▼▼▼

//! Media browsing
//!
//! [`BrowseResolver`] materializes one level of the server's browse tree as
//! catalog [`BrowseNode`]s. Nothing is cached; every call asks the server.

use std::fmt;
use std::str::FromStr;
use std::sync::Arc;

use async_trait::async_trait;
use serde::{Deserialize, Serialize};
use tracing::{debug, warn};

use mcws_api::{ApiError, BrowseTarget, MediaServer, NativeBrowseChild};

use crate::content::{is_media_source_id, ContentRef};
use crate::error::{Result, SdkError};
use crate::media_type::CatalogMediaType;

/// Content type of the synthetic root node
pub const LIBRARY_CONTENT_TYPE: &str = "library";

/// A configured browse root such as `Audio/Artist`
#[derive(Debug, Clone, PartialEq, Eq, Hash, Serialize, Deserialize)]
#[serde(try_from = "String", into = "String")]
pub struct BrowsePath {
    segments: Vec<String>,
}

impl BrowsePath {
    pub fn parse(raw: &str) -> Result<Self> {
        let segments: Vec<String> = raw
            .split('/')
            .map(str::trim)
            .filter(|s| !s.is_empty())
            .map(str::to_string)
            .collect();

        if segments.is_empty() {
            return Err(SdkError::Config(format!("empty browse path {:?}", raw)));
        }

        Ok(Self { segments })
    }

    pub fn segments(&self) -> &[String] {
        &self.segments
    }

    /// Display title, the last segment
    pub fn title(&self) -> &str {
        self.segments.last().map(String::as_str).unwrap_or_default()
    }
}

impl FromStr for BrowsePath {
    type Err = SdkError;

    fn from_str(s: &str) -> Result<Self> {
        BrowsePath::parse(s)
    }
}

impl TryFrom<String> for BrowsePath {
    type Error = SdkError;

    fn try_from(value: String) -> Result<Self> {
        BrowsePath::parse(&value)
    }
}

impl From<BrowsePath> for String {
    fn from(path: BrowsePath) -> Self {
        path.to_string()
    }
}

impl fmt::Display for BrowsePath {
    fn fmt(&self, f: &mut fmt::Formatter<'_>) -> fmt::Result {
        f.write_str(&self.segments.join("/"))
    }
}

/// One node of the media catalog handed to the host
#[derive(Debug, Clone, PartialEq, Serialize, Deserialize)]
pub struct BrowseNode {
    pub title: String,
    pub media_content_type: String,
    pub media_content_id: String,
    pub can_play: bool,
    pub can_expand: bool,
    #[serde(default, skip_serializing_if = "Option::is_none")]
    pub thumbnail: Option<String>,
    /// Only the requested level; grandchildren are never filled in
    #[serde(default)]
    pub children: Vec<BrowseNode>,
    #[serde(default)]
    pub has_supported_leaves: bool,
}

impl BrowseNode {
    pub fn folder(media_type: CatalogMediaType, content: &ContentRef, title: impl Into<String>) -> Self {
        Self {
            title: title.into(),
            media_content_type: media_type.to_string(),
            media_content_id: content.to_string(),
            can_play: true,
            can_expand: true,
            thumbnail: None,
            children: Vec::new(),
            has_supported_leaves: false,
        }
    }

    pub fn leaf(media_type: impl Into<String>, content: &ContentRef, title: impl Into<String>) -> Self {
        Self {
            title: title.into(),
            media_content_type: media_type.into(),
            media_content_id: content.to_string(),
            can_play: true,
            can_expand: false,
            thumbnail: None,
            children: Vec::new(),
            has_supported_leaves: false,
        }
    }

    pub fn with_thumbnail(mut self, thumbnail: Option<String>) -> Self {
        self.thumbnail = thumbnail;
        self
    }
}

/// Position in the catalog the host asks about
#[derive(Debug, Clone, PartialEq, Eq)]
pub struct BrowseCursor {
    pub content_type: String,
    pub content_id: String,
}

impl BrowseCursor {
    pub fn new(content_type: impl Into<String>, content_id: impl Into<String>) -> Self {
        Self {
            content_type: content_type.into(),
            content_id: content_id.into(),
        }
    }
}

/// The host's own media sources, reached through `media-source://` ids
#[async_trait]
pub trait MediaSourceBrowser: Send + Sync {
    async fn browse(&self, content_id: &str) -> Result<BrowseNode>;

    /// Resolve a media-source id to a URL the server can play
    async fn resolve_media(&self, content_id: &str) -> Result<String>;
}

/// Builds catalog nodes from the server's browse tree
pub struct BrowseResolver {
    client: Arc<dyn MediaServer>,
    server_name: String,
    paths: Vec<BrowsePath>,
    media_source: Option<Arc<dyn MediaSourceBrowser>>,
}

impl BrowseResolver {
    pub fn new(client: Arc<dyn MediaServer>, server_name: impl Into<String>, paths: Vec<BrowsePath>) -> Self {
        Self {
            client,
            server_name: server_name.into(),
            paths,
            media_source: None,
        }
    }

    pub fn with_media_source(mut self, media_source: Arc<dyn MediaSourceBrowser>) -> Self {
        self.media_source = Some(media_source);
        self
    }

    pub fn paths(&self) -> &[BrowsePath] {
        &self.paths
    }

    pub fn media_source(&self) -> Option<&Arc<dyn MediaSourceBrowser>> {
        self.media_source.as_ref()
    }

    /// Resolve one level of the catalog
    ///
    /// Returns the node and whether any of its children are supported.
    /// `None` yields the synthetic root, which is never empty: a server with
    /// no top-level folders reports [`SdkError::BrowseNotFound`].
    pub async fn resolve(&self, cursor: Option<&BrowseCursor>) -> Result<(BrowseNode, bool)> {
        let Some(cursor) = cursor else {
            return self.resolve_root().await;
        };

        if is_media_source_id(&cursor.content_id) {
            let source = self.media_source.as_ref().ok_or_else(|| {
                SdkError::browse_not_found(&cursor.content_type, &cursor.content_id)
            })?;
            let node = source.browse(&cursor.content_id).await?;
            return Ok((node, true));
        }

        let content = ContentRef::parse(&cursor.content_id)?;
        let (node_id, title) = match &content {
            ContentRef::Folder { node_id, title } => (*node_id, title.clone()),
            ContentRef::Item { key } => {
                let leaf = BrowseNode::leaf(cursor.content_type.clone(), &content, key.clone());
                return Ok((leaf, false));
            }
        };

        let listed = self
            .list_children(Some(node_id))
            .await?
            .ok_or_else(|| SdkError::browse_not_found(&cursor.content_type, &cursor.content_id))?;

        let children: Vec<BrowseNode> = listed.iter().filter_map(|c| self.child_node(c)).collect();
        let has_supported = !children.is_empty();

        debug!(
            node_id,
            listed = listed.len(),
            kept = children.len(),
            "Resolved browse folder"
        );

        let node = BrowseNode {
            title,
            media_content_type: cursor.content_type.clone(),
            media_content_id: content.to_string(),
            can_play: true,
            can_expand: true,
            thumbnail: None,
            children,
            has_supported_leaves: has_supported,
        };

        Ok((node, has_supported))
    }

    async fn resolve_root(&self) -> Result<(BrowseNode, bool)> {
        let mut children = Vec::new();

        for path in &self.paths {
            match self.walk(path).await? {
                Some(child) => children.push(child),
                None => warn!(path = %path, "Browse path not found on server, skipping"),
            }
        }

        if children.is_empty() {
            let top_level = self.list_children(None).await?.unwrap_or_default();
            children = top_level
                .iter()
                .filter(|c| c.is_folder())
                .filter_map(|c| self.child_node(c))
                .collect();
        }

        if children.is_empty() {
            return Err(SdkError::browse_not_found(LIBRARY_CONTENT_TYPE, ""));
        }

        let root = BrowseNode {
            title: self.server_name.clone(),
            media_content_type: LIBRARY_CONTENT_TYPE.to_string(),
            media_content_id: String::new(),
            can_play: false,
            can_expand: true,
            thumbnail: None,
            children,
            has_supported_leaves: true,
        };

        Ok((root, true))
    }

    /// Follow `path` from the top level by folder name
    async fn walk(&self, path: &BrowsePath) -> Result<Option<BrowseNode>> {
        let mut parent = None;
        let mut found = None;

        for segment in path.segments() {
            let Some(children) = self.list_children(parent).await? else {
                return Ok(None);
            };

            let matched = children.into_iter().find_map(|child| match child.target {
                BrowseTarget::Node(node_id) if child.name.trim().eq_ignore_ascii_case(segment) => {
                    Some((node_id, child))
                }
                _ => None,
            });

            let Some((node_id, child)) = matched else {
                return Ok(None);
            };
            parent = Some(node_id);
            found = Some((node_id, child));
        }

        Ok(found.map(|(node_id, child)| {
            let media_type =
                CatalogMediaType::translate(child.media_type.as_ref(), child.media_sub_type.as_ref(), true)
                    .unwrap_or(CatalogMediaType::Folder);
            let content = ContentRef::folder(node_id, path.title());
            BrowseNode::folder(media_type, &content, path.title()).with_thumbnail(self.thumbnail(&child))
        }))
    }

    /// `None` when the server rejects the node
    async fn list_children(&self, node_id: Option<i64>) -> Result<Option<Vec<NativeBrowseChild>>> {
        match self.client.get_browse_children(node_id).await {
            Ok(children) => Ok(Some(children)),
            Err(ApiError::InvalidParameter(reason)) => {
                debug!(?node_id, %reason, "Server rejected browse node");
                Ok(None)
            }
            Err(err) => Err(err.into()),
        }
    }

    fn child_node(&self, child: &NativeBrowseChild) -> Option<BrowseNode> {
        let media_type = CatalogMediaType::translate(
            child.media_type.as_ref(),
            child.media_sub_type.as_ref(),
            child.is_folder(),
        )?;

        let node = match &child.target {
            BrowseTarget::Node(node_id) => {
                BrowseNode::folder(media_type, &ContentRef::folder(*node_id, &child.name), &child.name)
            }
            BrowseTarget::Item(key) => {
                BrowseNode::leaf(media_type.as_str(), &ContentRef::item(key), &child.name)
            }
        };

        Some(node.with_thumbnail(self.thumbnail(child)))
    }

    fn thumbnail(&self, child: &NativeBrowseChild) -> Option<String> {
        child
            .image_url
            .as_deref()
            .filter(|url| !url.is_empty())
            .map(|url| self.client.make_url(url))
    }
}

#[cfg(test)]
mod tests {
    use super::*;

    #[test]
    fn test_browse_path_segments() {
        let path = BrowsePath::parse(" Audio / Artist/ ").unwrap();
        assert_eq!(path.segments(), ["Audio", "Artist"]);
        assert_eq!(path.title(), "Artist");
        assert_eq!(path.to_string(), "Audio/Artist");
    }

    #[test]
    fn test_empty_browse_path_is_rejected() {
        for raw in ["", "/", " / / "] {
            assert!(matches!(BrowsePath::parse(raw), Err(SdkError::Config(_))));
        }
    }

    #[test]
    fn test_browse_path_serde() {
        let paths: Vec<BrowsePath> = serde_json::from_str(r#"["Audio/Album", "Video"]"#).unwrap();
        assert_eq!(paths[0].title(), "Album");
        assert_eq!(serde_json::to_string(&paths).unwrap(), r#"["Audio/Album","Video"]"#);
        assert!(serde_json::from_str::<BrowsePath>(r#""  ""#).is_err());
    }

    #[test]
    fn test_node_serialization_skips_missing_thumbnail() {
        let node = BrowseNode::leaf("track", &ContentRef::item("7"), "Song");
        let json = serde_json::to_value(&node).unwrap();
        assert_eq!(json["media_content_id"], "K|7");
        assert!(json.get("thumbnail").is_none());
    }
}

▲▲▲
▼▼▼

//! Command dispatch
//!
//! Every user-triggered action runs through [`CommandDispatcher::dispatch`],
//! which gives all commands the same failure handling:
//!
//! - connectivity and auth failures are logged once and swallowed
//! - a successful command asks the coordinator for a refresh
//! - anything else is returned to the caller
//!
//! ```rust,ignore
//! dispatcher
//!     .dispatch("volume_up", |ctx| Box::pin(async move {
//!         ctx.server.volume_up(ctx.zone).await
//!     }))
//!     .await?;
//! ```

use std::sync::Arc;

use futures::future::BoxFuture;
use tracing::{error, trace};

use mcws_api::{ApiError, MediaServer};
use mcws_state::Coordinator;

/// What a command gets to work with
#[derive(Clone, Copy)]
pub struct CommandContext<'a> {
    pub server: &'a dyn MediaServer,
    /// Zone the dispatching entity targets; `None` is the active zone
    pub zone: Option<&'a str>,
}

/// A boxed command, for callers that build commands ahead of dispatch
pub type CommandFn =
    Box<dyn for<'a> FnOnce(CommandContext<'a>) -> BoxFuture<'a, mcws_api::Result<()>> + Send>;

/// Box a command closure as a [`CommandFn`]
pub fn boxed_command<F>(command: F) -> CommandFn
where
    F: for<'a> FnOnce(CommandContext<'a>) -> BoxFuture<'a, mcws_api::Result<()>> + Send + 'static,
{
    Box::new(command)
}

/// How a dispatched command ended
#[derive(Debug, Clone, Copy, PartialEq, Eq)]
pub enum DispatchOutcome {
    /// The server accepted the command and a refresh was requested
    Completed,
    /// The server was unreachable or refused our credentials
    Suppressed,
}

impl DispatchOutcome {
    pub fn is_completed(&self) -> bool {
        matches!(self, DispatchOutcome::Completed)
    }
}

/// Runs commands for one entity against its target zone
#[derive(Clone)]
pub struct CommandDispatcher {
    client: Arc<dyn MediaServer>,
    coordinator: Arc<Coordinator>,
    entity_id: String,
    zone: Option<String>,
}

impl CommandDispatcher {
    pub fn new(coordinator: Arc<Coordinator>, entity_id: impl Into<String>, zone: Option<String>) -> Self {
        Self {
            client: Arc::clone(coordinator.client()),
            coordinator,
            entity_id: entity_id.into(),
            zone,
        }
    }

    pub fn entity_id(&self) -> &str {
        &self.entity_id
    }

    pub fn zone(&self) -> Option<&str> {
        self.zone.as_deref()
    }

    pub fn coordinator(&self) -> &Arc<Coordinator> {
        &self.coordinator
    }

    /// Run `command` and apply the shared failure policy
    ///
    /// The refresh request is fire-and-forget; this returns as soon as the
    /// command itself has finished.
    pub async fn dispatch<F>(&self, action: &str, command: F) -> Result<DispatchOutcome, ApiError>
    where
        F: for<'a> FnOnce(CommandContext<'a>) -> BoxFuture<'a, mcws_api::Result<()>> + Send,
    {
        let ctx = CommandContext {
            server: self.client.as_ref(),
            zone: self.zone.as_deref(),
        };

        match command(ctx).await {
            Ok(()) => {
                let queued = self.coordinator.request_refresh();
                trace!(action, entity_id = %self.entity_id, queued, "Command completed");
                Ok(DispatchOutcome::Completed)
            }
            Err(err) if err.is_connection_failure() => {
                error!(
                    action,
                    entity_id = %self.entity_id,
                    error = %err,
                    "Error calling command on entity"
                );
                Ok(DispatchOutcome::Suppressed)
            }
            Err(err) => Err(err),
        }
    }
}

▲▲▲
▼▼▼

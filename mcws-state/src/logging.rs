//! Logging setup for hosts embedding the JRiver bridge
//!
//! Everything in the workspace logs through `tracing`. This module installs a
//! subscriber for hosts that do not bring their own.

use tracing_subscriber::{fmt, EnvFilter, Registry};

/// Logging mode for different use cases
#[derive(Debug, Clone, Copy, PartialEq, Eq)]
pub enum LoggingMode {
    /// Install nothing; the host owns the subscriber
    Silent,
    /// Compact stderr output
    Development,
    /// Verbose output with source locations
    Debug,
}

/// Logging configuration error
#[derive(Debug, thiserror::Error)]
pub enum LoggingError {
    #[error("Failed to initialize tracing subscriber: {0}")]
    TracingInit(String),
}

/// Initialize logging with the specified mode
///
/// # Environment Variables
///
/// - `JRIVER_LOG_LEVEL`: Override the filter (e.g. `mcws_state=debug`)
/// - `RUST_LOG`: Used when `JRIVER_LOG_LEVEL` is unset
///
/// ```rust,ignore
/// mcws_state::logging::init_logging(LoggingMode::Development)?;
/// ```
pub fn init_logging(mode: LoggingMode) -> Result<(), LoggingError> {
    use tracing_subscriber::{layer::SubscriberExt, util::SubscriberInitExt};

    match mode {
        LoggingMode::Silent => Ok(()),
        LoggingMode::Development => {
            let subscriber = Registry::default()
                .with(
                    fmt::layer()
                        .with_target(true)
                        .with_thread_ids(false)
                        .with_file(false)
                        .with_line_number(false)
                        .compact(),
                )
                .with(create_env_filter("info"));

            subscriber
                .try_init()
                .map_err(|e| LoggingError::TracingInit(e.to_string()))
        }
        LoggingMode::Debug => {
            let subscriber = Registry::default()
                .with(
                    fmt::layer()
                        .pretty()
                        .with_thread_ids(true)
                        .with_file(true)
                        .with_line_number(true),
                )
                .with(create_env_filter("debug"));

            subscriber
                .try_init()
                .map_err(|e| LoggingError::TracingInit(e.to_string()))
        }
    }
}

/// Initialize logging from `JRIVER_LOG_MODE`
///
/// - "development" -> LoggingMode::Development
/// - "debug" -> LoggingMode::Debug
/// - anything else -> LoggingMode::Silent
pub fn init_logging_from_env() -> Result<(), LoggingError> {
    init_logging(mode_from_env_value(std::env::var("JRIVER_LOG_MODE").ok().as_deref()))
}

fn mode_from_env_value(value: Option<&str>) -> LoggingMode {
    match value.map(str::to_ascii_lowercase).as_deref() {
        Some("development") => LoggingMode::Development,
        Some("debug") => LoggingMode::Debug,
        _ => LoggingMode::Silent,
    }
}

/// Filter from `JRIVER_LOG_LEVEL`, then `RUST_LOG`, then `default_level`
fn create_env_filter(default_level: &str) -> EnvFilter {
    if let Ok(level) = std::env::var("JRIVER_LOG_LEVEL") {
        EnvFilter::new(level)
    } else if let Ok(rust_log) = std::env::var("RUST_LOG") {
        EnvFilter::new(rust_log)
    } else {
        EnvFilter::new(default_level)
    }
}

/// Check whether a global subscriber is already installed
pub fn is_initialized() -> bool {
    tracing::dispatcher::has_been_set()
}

▲▲▲

• Work task:
In the listing above, find the line containing "Override the filter" and the line containing "fn mode_from_env_value(value: Option<&str>)", then quote both, plus every line between them, exactly as written.

• Response below:
/// - `JRIVER_LOG_LEVEL`: Override the filter (e.g. `mcws_state=debug`)
/// - `RUST_LOG`: Used when `JRIVER_LOG_LEVEL` is unset
///
/// ```rust,ignore
/// mcws_state::logging::init_logging(LoggingMode::Development)?;
/// ```
pub fn init_logging(mode: LoggingMode) -> Result<(), LoggingError> {
    use tracing_subscriber::{layer::SubscriberExt, util::SubscriberInitExt};

    match mode {
        LoggingMode::Silent => Ok(()),
        LoggingMode::Development => {
            let subscriber = Registry::default()
                .with(
                    fmt::layer()
                        .with_target(true)
                        .with_thread_ids(false)
                        .with_file(false)
                        .with_line_number(false)
                        .compact(),
                )
                .with(create_env_filter("info"));

            subscriber
                .try_init()
                .map_err(|e| LoggingError::TracingInit(e.to_string()))
        }
        LoggingMode::Debug => {
            let subscriber = Registry::default()
                .with(
                    fmt::layer()
                        .pretty()
                        .with_thread_ids(true)
                        .with_file(true)
                        .with_line_number(true),
                )
                .with(create_env_filter("debug"));

            subscriber
                .try_init()
                .map_err(|e| LoggingError::TracingInit(e.to_string()))
        }
    }
}

/// Initialize logging from `JRIVER_LOG_MODE`
///
/// - "development" -> LoggingMode::Development
/// - "debug" -> LoggingMode::Debug
/// - anything else -> LoggingMode::Silent
pub fn init_logging_from_env() -> Result<(), LoggingError> {
    init_logging(mode_from_env_value(std::env::var("JRIVER_LOG_MODE").ok().as_deref()))
}

fn mode_from_env_value(value: Option<&str>) -> LoggingMode {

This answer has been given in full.